Mali’s military junta has lifted its ban on political party activities put in place to safeguard public order.

This was announced by the council of ministers late on Wednesday.

The suspension, initially enforced in April, came just days before the start of a national dialogue for peace in the Sahelian nation, which has been grappling with a jihadist insurgency for over a decade and has been under military rule since August 2020.

“By taking this deterrent measure, the government was able to contain all the threats of public disorder that hung over this major event,” the council stated. With the focus now shifting to the implementation of recommendations from the peace dialogue held between April 13 and May 10, the government has decided to allow political parties to resume their activities.

The junta, which seized power in a second coup in 2021, had previously reneged on a promise to hold elections in February, citing technical reasons and postponing the vote indefinitely.

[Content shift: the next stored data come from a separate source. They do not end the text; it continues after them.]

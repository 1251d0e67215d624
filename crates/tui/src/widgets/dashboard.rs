//! The scrollable dashboard content.
//!
//! The full content is drawn into an off-screen buffer as tall as it needs
//! to be, then the visible slice is copied to the frame with [`blit`].
//!
//! # Layout
//!
//! ```text
//!   ╭────────╮ ╭────────╮      statistics grid
//!   │ stat 1 │ │ stat 2 │      (resolver column count)
//!   ╰────────╯ ╰────────╯
//!
//!   ╭ Quick Actions ──────╮
//!   │ ╭──╮ ╭──╮ ╭──╮ ╭──╮ │    fixed four columns
//!   │ ╰──╯ ╰──╯ ╰──╯ ╰──╯ │
//!   ╰─────────────────────╯
//! ```

use gridline_layout::partition_rows;
use gridline_protocol::DashboardData;
use ratatui::{
    buffer::Buffer,
    layout::Rect,
    style::{Color, Modifier, Style},
    text::Span,
    widgets::{Block, BorderType, Borders, Padding, Widget},
};

use super::{grid_height, render_grid, render_quick_action, render_stat_card};
use crate::{
    layout::{CONTENT_MARGIN, QUICK_ACTION_COLUMNS, QUICK_ACTION_HEIGHT, STAT_CARD_HEIGHT},
    state::Tile,
};

/// Responsive measurements of the content, in cells.
#[derive(Debug, Clone, Copy, PartialEq, Eq)]
pub struct ContentMetrics {
    /// Columns of the statistics grid.
    pub stat_columns: usize,
    /// Horizontal inset on each side.
    pub inset: u16,
    /// Gap between grid columns.
    pub gap: u16,
}

/// Rendered dashboard content.
///
/// The default canvas is empty: no rows and no tiles.
#[derive(Debug, Clone, Default)]
pub struct DashboardCanvas {
    /// The full content; its area starts at the origin.
    pub buffer: Buffer,
    /// Where each tile was drawn, in content coordinates.
    pub hits: Vec<(Rect, Tile)>,
}

impl DashboardCanvas {
    /// Returns the content height in rows.
    #[must_use]
    pub fn height(&self) -> u16 {
        self.buffer.area.height
    }

    /// Returns the tile drawn at content position `(x, y)`.
    #[must_use]
    pub fn tile_at(&self, x: u16, y: u16) -> Option<Tile> {
        self.hits
            .iter()
            .find(|(rect, _)| rect.contains((x, y).into()))
            .map(|(_, tile)| *tile)
    }

    /// Returns the rectangle a tile was drawn in.
    #[must_use]
    pub fn tile_rect(&self, tile: Tile) -> Option<Rect> {
        self.hits
            .iter()
            .find(|(_, t)| *t == tile)
            .map(|(rect, _)| *rect)
    }
}

fn quick_actions_panel_height(data: &DashboardData, gap: u16) -> u16 {
    if data.quick_actions.is_empty() {
        return 0;
    }
    let rows = data.quick_actions.len().div_ceil(QUICK_ACTION_COLUMNS);
    grid_height(rows, QUICK_ACTION_HEIGHT, gap).saturating_add(2)
}

/// Renders the dashboard content `width` cells wide.
///
/// # Examples
///
/// ```
/// use gridline_protocol::dummy::sample_dashboard;
/// use gridline_tui::widgets::{ContentMetrics, render_dashboard};
///
/// let metrics = ContentMetrics { stat_columns: 2, inset: 2, gap: 1 };
/// let canvas = render_dashboard(&sample_dashboard(), &metrics, None, 60);
///
/// assert_eq!(canvas.hits.len(), 8);
/// assert_eq!(canvas.height(), 22);
/// ```
#[must_use]
pub fn render_dashboard(
    data: &DashboardData,
    metrics: &ContentMetrics,
    selected: Option<Tile>,
    width: u16,
) -> DashboardCanvas {
    let stat_rows = partition_rows(&data.statistics, metrics.stat_columns);
    let stats_height = grid_height(stat_rows.len(), STAT_CARD_HEIGHT, metrics.gap);
    let panel_height = quick_actions_panel_height(data, metrics.gap);
    let separator = u16::from(stats_height > 0 && panel_height > 0);

    let height = CONTENT_MARGIN
        .saturating_add(stats_height)
        .saturating_add(separator)
        .saturating_add(panel_height)
        .saturating_add(CONTENT_MARGIN);
    let mut buffer = Buffer::empty(Rect::new(0, 0, width, height));
    let mut hits = Vec::with_capacity(data.tile_count());

    let inset = metrics.inset.min(width / 4);
    let inner_width = width.saturating_sub(inset * 2);

    let stats_area = Rect::new(inset, CONTENT_MARGIN, inner_width, stats_height);
    let placed = render_grid(
        &stat_rows,
        STAT_CARD_HEIGHT,
        metrics.gap,
        stats_area,
        &mut buffer,
        |stat, rect, buf| {
            let index = data.statistics.iter().position(|s| std::ptr::eq(s, stat));
            let is_selected = index.is_some_and(|i| selected == Some(Tile::Statistic(i)));
            render_stat_card(stat, is_selected, rect, buf);
        },
    );
    hits.extend(placed.into_iter().map(|(i, rect)| (rect, Tile::Statistic(i))));

    if panel_height > 0 {
        let panel_area = Rect::new(
            inset,
            stats_area.bottom() + separator,
            inner_width,
            panel_height,
        );
        let block = Block::default()
            .borders(Borders::ALL)
            .border_type(BorderType::Rounded)
            .border_style(Style::default().fg(Color::DarkGray))
            .padding(Padding::horizontal(1))
            .title(Span::styled(
                " Quick Actions ",
                Style::default()
                    .fg(Color::White)
                    .add_modifier(Modifier::BOLD),
            ));
        let grid_area = block.inner(panel_area);
        block.render(panel_area, &mut buffer);

        let action_rows = partition_rows(&data.quick_actions, QUICK_ACTION_COLUMNS);
        let placed = render_grid(
            &action_rows,
            QUICK_ACTION_HEIGHT,
            metrics.gap,
            grid_area,
            &mut buffer,
            |action, rect, buf| {
                let index = data
                    .quick_actions
                    .iter()
                    .position(|a| std::ptr::eq(a, action));
                let is_selected = index.is_some_and(|i| selected == Some(Tile::QuickAction(i)));
                render_quick_action(action, is_selected, rect, buf);
            },
        );
        hits.extend(
            placed
                .into_iter()
                .map(|(i, rect)| (rect, Tile::QuickAction(i))),
        );
    }

    DashboardCanvas { buffer, hits }
}

/// Copies the rows of `content` starting at `scroll` into `area` of `buf`.
///
/// Rows past the end of the content are left untouched.
pub fn blit(content: &Buffer, scroll: u16, area: Rect, buf: &mut Buffer) {
    let width = area.width.min(content.area.width);
    for dy in 0..area.height {
        let source_y = scroll.saturating_add(dy);
        if source_y >= content.area.height {
            break;
        }
        for dx in 0..width {
            let (Some(source), Some(target)) = (
                content.cell((dx, source_y)),
                buf.cell_mut((area.x + dx, area.y + dy)),
            ) else {
                continue;
            };
            *target = source.clone();
        }
    }
}
//! Pull-to-refresh timing.

use std::time::Duration;

use serde::{Deserialize, Serialize};

/// Default delay before a refresh completes, in milliseconds.
pub const DEFAULT_REFRESH_DELAY_MS: u64 = 2000;

/// Longest accepted refresh delay, in milliseconds.
pub const MAX_REFRESH_DELAY_MS: u64 = 60_000;

/// Refresh settings.
///
/// # Examples
///
/// ```
/// use std::time::Duration;
/// use gridline_config::RefreshConfig;
///
/// let config = RefreshConfig::default();
/// assert_eq!(config.delay(), Duration::from_secs(2));
/// ```
#[derive(Debug, Clone, Copy, PartialEq, Eq, Serialize, Deserialize)]
#[serde(default)]
pub struct RefreshConfig {
    /// Simulated fetch latency in milliseconds.
    pub delay_ms: u64,
}

impl Default for RefreshConfig {
    fn default() -> Self {
        Self {
            delay_ms: DEFAULT_REFRESH_DELAY_MS,
        }
    }
}

impl RefreshConfig {
    /// Creates a config with the given delay.
    #[must_use]
    pub fn with_delay_ms(delay_ms: u64) -> Self {
        Self { delay_ms }
    }

    /// Returns the delay as a [`Duration`].
    #[must_use]
    pub fn delay(&self) -> Duration {
        Duration::from_millis(self.delay_ms)
    }

    /// Validates the refresh configuration.
    ///
    /// A zero delay is allowed and completes on the next tick.
    ///
    /// # Errors
    ///
    /// Returns an error if the delay exceeds [`MAX_REFRESH_DELAY_MS`].
    pub fn validate(&self) -> crate::Result<()> {
        if self.delay_ms > MAX_REFRESH_DELAY_MS {
            return Err(crate::ConfigError::InvalidRefreshDelay {
                reason: format!(
                    "delay {}ms exceeds maximum of {}ms",
                    self.delay_ms, MAX_REFRESH_DELAY_MS
                ),
            });
        }
        Ok(())
    }
}

#[cfg(test)]
mod tests {
    use super::*;

    #[test]
    fn default_delay() {
        assert_eq!(RefreshConfig::default().delay_ms, DEFAULT_REFRESH_DELAY_MS);
    }

    #[test]
    fn validate_at_boundaries() {
        assert!(RefreshConfig::with_delay_ms(0).validate().is_ok());
        assert!(
            RefreshConfig::with_delay_ms(MAX_REFRESH_DELAY_MS)
                .validate()
                .is_ok()
        );
        assert!(
            RefreshConfig::with_delay_ms(MAX_REFRESH_DELAY_MS + 1)
                .validate()
                .is_err()
        );
    }

    #[test]
    fn deserialize_with_defaults() {
        let config: RefreshConfig = serde_json::from_str("{}").unwrap();
        assert_eq!(config, RefreshConfig::default());
    }
}
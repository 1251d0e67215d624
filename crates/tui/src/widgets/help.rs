//! Help overlay widget.
//!
//! Lists every key binding when the user presses `?`.

use ratatui::{
    buffer::Buffer,
    layout::{Alignment, Rect},
    style::{Color, Modifier, Style},
    text::{Line, Span},
    widgets::{Block, BorderType, Borders, Clear, Paragraph, Widget},
};

use super::centered_rect;

/// The width of the help overlay panel.
const HELP_WIDTH: u16 = 38;

/// The height of the help overlay panel.
const HELP_HEIGHT: u16 = 20;

/// Renders a centered help overlay displaying all keybindings.
///
/// # Layout
///
/// ```text
/// ╭ Help ──────────────────────────────╮
/// │                                    │
/// │  Navigation                        │
/// │  ← → ↑ ↓      Move selection       │
/// │  PgUp/PgDn    Scroll               │
/// │  Mouse        Click / wheel        │
/// │                                    │
/// │  Actions                           │
/// │  Enter        Press tile           │
/// │  r            Refresh              │
/// │  ...                               │
/// │                                    │
/// │  Press any key to close            │
/// ╰────────────────────────────────────╯
/// ```
///
/// # Examples
///
/// ```
/// use ratatui::buffer::Buffer;
/// use ratatui::layout::Rect;
/// use gridline_tui::widgets::render_help_overlay;
///
/// let area = Rect::new(0, 0, 80, 24);
/// let mut buf = Buffer::empty(area);
///
/// render_help_overlay(area, &mut buf);
/// ```
pub fn render_help_overlay(area: Rect, buf: &mut Buffer) {
    let popup_area = centered_rect(HELP_WIDTH, HELP_HEIGHT, area);

    Clear.render(popup_area, buf);

    let help_block = Block::default()
        .title(Span::styled(
            " Help ",
            Style::default()
                .fg(Color::LightYellow)
                .add_modifier(Modifier::BOLD),
        ))
        .borders(Borders::ALL)
        .border_type(BorderType::Rounded)
        .border_style(Style::default().fg(Color::LightYellow));

    Paragraph::new(build_help_lines())
        .block(help_block)
        .alignment(Alignment::Left)
        .render(popup_area, buf);
}

const BINDINGS: &[(&str, &[(&str, &str)])] = &[
    (
        "Navigation",
        &[
            ("← → ↑ ↓", "Move selection"),
            ("PgUp/PgDn", "Scroll"),
            ("Mouse", "Click / wheel"),
        ],
    ),
    (
        "Actions",
        &[
            ("Enter", "Press tile"),
            ("r", "Refresh"),
            ("m", "Menu"),
            ("n", "Notifications"),
            ("p", "Profile"),
            ("i", "Layout inspector"),
            ("Esc", "Close / deselect"),
            ("Ctrl+C", "Quit"),
            ("?", "Toggle help"),
        ],
    ),
];

fn build_help_lines() -> Vec<Line<'static>> {
    let header_style = Style::default()
        .fg(Color::Yellow)
        .add_modifier(Modifier::BOLD);
    let key_style = Style::default().fg(Color::Green);
    let text_style = Style::default().fg(Color::White);
    let hint_style = Style::default()
        .fg(Color::DarkGray)
        .add_modifier(Modifier::ITALIC);

    let mut lines = Vec::new();
    for (section, bindings) in BINDINGS {
        lines.push(Line::from(""));
        lines.push(Line::from(Span::styled(format!("  {section}"), header_style)));
        for (key, action) in *bindings {
            lines.push(Line::from(vec![
                Span::styled(format!("  {key:<12} "), key_style),
                Span::styled(*action, text_style),
            ]));
        }
    }
    lines.push(Line::from(""));
    lines.push(Line::from(Span::styled(
        "  Press any key to close",
        hint_style,
    )));
    lines
}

This decision sparked anger among political parties and civil society groups, who called for a return to constitutional order.

The suspension of political party activities was seen as a measure to maintain stability during the peace talks, and its lifting is perceived as a step towards normalising the political landscape. However, the indefinite postponement of elections remains a point of contention, with many demanding a clear roadmap for the country’s return to democracy.

Mali is not alone in its struggle with political instability and insurgency. Since August 2020, West and Central Africa have experienced eight coups, including in neighboring Burkina Faso and Niger, both of which are fighting similar jihadist groups linked to al-Qaeda and Islamic State. The region’s ongoing turmoil highlights the complex challenges faced by these nations in their pursuit of peace and stability.

Colonel Assimi Goïta is the Malian military officer who has been serving as interim President of Mali since 28 May 2021.

Goïta was the leader of the National Committee for the Salvation of the People, a military junta that seized power from former president Ibrahim Boubacar Keïta in the 2020 Malian coup d’état.

Goïta later took power from Bah Ndaw after the 2021 Malian coup d’état and has since been constitutionally declared interim president of Mali.

Assimi Goïta was born in 1983. The son of an officer of the Malian Armed Forces, he was trained in the military academies of Mali and notably attended the Prytanée militaire de Kati and the Joint Military School in Koulikoro.He is married to Lala Diallo, who is a member of the Fula people.

Goïta served as a colonel in the Autonomous Special Forces Battalion, the special forces unit of the Malian Armed Forces. He heads the Malian special forces in the center of the country with the rank of colonel. He is thus confronted with the jihadist insurgency in Mali. In 2018, he met Mamady Doumbouya, from Guinea, in Burkina Faso during a training session organised by the US army, which was reserved for the region’s special forces commanders.

Both he and Mamady Doumbouya would later launch military coups against their governments.

Goïta serves as the leader of the National Committee for the Salvation of the People, a group of rebels who overthrew Ibrahim Boubacar Keïta in the 2020 Malian coup d’état, and have pledged to initiate new elections to replace him. Because of this pledge, the Economic Community of West African States (ECOWAS) pressured Mali’s ruling junta for the country to be led by a civilian. On 21 September he was named vice president by a group of 17 electors, with Bah Ndaw being appointed president.

He was appointed vice president of the Transition on 21 September 2020, a position he will hold for 18 months, until new elections. He took the oath of office on 25 September 2020.On 1 October 2020, the “Mali Transition Letter” was published where it was specified, in response to the request of the ECOWAS, that the vice president “in charge of defense and security issues” would not be able to replace President Bah Ndaw.